Scan the records below and report how many lines include the string "cannot"; the number alone will do.

■ ■ ■ ■ ■ ■ ■

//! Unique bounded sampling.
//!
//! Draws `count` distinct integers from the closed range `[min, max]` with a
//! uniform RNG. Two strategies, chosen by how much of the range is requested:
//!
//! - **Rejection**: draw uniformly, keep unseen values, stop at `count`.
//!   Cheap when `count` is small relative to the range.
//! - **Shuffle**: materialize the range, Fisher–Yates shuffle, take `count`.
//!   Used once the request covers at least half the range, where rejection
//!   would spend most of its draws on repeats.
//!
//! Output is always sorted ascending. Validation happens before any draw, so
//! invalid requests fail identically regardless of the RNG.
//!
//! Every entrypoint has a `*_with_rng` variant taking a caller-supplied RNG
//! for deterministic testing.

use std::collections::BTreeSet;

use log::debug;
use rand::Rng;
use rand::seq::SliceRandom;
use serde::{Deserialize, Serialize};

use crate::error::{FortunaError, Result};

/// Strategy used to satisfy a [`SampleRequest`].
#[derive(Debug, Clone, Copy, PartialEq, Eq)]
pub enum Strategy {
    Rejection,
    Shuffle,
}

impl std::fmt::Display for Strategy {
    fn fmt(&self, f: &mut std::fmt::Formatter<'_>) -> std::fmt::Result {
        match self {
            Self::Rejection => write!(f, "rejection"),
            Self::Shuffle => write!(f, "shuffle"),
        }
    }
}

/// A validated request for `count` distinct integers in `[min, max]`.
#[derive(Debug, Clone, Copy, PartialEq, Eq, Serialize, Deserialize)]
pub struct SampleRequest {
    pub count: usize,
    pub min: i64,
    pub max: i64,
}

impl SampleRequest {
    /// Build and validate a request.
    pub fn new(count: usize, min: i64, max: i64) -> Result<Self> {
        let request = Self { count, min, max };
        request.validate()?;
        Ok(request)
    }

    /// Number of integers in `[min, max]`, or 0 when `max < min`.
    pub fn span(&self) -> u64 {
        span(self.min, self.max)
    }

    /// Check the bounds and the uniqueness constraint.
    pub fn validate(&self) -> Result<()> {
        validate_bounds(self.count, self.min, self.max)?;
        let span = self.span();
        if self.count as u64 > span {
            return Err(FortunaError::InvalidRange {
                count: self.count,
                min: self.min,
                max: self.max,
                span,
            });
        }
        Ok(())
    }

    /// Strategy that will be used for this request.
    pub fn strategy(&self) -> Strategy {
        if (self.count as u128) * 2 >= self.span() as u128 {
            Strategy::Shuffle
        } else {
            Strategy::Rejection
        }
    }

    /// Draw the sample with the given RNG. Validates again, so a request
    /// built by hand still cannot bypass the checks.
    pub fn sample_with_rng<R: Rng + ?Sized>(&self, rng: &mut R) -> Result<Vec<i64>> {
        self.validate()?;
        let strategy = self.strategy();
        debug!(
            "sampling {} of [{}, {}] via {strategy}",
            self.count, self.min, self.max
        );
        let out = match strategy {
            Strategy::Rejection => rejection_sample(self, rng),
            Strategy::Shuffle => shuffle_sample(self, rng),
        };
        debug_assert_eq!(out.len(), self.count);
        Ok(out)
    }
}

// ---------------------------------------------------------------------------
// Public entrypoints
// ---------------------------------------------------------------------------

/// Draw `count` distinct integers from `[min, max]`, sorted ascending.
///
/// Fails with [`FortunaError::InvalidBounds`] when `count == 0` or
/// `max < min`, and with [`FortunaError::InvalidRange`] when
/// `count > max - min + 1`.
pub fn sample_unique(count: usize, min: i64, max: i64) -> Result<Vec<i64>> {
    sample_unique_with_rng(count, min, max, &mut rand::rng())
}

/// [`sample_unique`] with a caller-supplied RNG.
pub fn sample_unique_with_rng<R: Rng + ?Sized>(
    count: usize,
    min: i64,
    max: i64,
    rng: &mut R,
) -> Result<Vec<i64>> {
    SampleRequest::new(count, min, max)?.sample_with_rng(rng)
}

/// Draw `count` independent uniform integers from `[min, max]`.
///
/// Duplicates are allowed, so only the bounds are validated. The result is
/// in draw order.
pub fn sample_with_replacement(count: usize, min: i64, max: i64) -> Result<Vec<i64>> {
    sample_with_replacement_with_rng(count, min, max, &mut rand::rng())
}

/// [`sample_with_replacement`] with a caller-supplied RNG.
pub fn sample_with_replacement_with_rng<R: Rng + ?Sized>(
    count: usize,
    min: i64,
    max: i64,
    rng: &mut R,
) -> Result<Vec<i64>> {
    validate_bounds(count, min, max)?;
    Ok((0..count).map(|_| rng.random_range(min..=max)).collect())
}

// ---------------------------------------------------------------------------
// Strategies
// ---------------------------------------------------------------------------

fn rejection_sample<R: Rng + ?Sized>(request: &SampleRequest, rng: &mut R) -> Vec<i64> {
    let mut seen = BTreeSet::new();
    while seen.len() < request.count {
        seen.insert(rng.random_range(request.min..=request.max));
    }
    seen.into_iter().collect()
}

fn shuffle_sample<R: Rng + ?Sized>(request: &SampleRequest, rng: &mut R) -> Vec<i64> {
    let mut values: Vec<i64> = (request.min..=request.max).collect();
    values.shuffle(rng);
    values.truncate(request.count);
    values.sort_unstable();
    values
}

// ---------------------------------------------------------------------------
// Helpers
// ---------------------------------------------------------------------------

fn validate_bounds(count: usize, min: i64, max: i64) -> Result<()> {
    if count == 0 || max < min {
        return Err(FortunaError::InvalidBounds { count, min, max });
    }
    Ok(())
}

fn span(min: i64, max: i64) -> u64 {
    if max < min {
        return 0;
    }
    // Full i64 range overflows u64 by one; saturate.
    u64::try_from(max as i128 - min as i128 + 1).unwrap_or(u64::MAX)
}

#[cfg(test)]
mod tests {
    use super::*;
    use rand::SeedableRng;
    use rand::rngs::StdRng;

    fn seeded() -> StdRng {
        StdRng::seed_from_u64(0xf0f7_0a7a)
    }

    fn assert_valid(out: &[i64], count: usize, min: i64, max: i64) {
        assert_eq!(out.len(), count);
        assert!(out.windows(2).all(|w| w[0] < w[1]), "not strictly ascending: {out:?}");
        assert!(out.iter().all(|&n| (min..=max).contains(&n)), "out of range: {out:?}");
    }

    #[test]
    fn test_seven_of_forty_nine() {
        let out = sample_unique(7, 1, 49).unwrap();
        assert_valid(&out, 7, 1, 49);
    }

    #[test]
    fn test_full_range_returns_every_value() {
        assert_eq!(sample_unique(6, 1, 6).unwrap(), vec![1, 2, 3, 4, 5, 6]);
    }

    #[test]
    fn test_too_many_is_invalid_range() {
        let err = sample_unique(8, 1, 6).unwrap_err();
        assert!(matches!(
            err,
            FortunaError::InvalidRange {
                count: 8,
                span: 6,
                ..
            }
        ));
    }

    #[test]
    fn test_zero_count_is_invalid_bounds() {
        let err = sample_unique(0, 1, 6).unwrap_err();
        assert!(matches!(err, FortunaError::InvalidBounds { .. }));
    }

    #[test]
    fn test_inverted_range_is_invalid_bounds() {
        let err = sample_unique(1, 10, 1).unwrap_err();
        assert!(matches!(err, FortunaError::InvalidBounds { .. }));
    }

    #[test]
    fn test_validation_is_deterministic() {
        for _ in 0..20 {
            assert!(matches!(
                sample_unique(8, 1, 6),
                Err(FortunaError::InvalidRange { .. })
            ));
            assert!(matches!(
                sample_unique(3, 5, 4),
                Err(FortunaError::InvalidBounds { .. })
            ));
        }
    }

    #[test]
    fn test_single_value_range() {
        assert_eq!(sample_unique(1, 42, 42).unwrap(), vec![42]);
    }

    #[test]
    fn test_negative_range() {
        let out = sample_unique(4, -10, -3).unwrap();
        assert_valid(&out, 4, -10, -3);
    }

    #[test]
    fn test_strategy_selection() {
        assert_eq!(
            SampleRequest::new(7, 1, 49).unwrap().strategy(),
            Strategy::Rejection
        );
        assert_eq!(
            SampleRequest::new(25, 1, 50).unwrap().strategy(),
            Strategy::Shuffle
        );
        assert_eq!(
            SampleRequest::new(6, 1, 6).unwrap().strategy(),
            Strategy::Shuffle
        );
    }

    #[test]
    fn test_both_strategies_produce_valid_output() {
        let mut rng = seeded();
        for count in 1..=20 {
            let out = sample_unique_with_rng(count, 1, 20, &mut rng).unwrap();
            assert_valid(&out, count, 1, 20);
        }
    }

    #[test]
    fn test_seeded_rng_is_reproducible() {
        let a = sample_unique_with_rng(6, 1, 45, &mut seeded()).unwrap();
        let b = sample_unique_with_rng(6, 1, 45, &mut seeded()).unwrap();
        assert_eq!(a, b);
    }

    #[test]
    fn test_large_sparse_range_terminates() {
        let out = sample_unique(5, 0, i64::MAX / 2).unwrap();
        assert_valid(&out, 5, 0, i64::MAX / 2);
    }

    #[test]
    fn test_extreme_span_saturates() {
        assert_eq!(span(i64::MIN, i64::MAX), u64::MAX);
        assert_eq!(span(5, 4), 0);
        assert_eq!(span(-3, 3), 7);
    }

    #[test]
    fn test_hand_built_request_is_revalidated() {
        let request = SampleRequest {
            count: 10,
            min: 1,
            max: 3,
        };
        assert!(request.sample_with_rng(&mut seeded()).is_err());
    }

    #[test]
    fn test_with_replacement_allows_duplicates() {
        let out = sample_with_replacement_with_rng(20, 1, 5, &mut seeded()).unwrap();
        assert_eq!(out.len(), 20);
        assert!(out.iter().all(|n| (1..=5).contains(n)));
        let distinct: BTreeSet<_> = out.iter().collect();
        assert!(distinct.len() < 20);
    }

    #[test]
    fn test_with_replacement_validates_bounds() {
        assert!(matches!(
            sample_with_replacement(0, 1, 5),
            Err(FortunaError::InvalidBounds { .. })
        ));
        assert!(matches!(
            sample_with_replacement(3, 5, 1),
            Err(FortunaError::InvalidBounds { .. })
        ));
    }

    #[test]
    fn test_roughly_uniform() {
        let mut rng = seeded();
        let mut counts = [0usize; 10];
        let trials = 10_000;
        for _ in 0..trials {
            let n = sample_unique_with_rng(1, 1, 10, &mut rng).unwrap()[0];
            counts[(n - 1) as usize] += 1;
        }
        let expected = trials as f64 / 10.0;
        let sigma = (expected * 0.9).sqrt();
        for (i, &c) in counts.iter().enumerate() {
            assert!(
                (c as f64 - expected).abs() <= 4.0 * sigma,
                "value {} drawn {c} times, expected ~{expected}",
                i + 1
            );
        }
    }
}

■ ■ ■ ■ ■ ■ ■

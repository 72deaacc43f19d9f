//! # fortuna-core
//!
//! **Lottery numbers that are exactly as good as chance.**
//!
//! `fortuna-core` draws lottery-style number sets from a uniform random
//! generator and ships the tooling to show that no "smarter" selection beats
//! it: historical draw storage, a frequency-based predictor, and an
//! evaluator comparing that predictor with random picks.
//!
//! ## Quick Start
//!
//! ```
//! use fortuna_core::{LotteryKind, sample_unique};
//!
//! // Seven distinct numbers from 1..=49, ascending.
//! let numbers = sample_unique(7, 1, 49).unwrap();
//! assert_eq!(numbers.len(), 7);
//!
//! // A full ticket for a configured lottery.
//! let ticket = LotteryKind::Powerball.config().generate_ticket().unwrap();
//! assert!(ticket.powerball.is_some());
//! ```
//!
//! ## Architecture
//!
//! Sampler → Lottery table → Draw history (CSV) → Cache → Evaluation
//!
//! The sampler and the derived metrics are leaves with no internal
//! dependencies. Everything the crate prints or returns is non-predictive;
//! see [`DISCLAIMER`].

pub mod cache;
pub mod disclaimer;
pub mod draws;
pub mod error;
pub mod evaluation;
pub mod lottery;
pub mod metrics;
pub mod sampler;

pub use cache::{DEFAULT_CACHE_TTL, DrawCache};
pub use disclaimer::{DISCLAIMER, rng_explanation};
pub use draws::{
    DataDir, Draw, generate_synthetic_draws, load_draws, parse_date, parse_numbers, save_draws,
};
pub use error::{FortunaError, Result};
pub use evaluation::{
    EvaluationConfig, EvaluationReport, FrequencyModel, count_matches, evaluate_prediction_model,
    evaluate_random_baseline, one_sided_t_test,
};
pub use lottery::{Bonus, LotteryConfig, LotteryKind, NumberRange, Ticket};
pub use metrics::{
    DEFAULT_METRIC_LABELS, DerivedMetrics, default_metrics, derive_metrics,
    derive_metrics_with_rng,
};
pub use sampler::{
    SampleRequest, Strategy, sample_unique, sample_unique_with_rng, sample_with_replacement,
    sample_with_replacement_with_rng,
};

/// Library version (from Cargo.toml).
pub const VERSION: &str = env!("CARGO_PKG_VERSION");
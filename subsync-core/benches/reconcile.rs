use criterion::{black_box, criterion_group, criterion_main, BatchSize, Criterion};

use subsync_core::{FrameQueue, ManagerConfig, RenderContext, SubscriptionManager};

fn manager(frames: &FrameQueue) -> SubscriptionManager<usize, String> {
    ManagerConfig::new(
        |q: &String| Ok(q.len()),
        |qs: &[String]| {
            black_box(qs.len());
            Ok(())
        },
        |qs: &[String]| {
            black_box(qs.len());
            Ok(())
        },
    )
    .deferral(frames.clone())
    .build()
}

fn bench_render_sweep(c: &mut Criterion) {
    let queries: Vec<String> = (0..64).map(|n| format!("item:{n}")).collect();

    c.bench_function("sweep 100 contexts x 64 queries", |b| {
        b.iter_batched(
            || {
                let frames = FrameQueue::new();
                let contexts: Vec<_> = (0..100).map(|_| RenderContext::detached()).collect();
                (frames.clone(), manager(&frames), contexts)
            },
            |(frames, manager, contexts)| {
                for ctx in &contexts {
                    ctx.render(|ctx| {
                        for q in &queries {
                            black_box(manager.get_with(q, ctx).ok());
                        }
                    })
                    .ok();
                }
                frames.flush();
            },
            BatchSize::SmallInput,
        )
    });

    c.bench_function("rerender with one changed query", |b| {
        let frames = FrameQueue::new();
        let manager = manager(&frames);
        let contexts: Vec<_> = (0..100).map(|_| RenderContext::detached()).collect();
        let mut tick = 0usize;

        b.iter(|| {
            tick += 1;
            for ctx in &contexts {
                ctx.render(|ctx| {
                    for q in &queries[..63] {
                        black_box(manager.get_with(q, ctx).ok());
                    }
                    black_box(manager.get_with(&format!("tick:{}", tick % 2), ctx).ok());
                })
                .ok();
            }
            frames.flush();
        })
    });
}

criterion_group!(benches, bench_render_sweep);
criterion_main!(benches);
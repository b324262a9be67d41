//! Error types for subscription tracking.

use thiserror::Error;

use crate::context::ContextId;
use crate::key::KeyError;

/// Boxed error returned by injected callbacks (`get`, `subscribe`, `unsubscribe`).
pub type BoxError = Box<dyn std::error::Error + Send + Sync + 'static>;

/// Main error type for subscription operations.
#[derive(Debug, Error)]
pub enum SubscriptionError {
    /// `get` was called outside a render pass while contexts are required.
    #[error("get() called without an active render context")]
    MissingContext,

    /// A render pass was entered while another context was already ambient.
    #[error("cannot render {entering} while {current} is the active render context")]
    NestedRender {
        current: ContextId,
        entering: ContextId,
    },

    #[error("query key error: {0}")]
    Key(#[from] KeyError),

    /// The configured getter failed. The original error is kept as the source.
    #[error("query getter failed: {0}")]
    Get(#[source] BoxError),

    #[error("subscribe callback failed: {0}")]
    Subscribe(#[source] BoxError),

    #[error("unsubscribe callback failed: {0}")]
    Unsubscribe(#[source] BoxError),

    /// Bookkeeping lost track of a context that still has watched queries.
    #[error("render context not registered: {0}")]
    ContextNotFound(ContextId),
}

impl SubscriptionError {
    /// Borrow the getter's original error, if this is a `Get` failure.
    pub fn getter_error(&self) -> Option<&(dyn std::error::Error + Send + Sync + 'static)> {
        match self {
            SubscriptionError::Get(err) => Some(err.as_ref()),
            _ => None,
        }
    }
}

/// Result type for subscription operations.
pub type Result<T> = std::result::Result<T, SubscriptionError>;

■ ■ ■ ■ ■ ■ ■

Answer space:
2